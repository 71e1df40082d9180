// SQLite-backed guild settings.
//
// Tables:
// - guild_settings: One row per configured guild

use crate::core::settings::{GuildSettings, Language, SettingsError, SettingsProvider};
use async_trait::async_trait;
use sqlx::{Pool, Row, Sqlite};

pub struct SqliteSettingsStore {
    pool: Pool<Sqlite>,
}

impl SqliteSettingsStore {
    pub fn new(pool: Pool<Sqlite>) -> Self {
        Self { pool }
    }

    /// Run database migrations to create required tables.
    pub async fn migrate(&self) -> Result<(), SettingsError> {
        sqlx::query(
            r#"
            CREATE TABLE IF NOT EXISTS guild_settings (
                guild_id INTEGER PRIMARY KEY,
                mention_threshold INTEGER NOT NULL,
                mention_window_secs INTEGER NOT NULL,
                language TEXT NOT NULL,
                starboard_channel_id INTEGER,
                starboard_minimum INTEGER NOT NULL
            );
            "#,
        )
        .execute(&self.pool)
        .await
        .map_err(|e| SettingsError::StorageError(e.to_string()))?;

        Ok(())
    }
}

#[async_trait]
impl SettingsProvider for SqliteSettingsStore {
    async fn guild_settings(&self, guild_id: u64) -> Result<GuildSettings, SettingsError> {
        let row = sqlx::query(
            r#"
            SELECT mention_threshold, mention_window_secs, language,
                   starboard_channel_id, starboard_minimum
            FROM guild_settings
            WHERE guild_id = ?
            "#,
        )
        .bind(guild_id as i64)
        .fetch_optional(&self.pool)
        .await
        .map_err(|e| SettingsError::StorageError(e.to_string()))?;

        let Some(row) = row else {
            return Ok(GuildSettings::defaults(guild_id));
        };

        let code: String = row.get("language");
        // Unknown codes fall back rather than making the guild unreadable.
        let language = Language::from_code(&code).unwrap_or_default();

        Ok(GuildSettings {
            guild_id,
            mention_threshold: row.get::<i64, _>("mention_threshold") as u32,
            mention_window_secs: row.get::<i64, _>("mention_window_secs") as u64,
            language,
            starboard_channel_id: row
                .get::<Option<i64>, _>("starboard_channel_id")
                .map(|id| id as u64),
            starboard_minimum: row.get::<i64, _>("starboard_minimum") as u32,
        })
    }

    async fn save_settings(&self, settings: &GuildSettings) -> Result<(), SettingsError> {
        sqlx::query(
            r#"
            INSERT INTO guild_settings
                (guild_id, mention_threshold, mention_window_secs, language,
                 starboard_channel_id, starboard_minimum)
            VALUES (?, ?, ?, ?, ?, ?)
            ON CONFLICT(guild_id) DO UPDATE SET
                mention_threshold = excluded.mention_threshold,
                mention_window_secs = excluded.mention_window_secs,
                language = excluded.language,
                starboard_channel_id = excluded.starboard_channel_id,
                starboard_minimum = excluded.starboard_minimum
            "#,
        )
        .bind(settings.guild_id as i64)
        .bind(settings.mention_threshold as i64)
        .bind(settings.mention_window_secs as i64)
        .bind(settings.language.code())
        .bind(settings.starboard_channel_id.map(|id| id as i64))
        .bind(settings.starboard_minimum as i64)
        .execute(&self.pool)
        .await
        .map_err(|e| SettingsError::StorageError(e.to_string()))?;
        Ok(())
    }
}

#[cfg(test)]
mod tests {
    use super::*;
    use crate::infra::sqlite::open_pool;
    use tempfile::TempDir;

    async fn store() -> (TempDir, SqliteSettingsStore) {
        let dir = tempfile::tempdir().unwrap();
        let path = dir.path().join("settings.db");
        let pool = open_pool(path.to_str().unwrap()).await.unwrap();
        let store = SqliteSettingsStore::new(pool);
        store.migrate().await.unwrap();
        (dir, store)
    }

    #[tokio::test]
    async fn test_unconfigured_guild_gets_defaults() {
        let (_dir, store) = store().await;
        let settings = store.guild_settings(42).await.unwrap();
        assert_eq!(settings, GuildSettings::defaults(42));
    }

    #[tokio::test]
    async fn test_saved_settings_are_read_back() {
        let (_dir, store) = store().await;
        let settings = GuildSettings {
            mention_threshold: 3,
            mention_window_secs: 12,
            language: Language::EsEs,
            starboard_channel_id: Some(77),
            starboard_minimum: 2,
            ..GuildSettings::defaults(42)
        };
        store.save_settings(&settings).await.unwrap();

        assert_eq!(store.guild_settings(42).await.unwrap(), settings);

        let cleared = GuildSettings {
            starboard_channel_id: None,
            ..settings
        };
        store.save_settings(&cleared).await.unwrap();
        assert_eq!(store.guild_settings(42).await.unwrap().starboard_channel_id, None);
    }

    #[tokio::test]
    async fn test_unknown_language_code_falls_back() {
        let (_dir, store) = store().await;
        sqlx::query(
            "INSERT INTO guild_settings VALUES (42, 4, 5, 'xx-XX', NULL, 1)",
        )
        .execute(&store.pool)
        .await
        .unwrap();

        let settings = store.guild_settings(42).await.unwrap();
        assert_eq!(settings.language, Language::EnUs);
        assert_eq!(settings.mention_threshold, 4);
    }
}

:::::

### Exercise instructions
Restate word for word the lines in the material above from the one with "use tempfile::TempDir;" to the one with "async fn test_unknown_language_code_falls_back()"; both of those lines count, and nothing else does.

### Response box
    use tempfile::TempDir;

    async fn store() -> (TempDir, SqliteSettingsStore) {
        let dir = tempfile::tempdir().unwrap();
        let path = dir.path().join("settings.db");
        let pool = open_pool(path.to_str().unwrap()).await.unwrap();
        let store = SqliteSettingsStore::new(pool);
        store.migrate().await.unwrap();
        (dir, store)
    }

    #[tokio::test]
    async fn test_unconfigured_guild_gets_defaults() {
        let (_dir, store) = store().await;
        let settings = store.guild_settings(42).await.unwrap();
        assert_eq!(settings, GuildSettings::defaults(42));
    }

    #[tokio::test]
    async fn test_saved_settings_are_read_back() {
        let (_dir, store) = store().await;
        let settings = GuildSettings {
            mention_threshold: 3,
            mention_window_secs: 12,
            language: Language::EsEs,
            starboard_channel_id: Some(77),
            starboard_minimum: 2,
            ..GuildSettings::defaults(42)
        };
        store.save_settings(&settings).await.unwrap();

        assert_eq!(store.guild_settings(42).await.unwrap(), settings);

        let cleared = GuildSettings {
            starboard_channel_id: None,
            ..settings
        };
        store.save_settings(&cleared).await.unwrap();
        assert_eq!(store.guild_settings(42).await.unwrap().starboard_channel_id, None);
    }

    #[tokio::test]
    async fn test_unknown_language_code_falls_back() {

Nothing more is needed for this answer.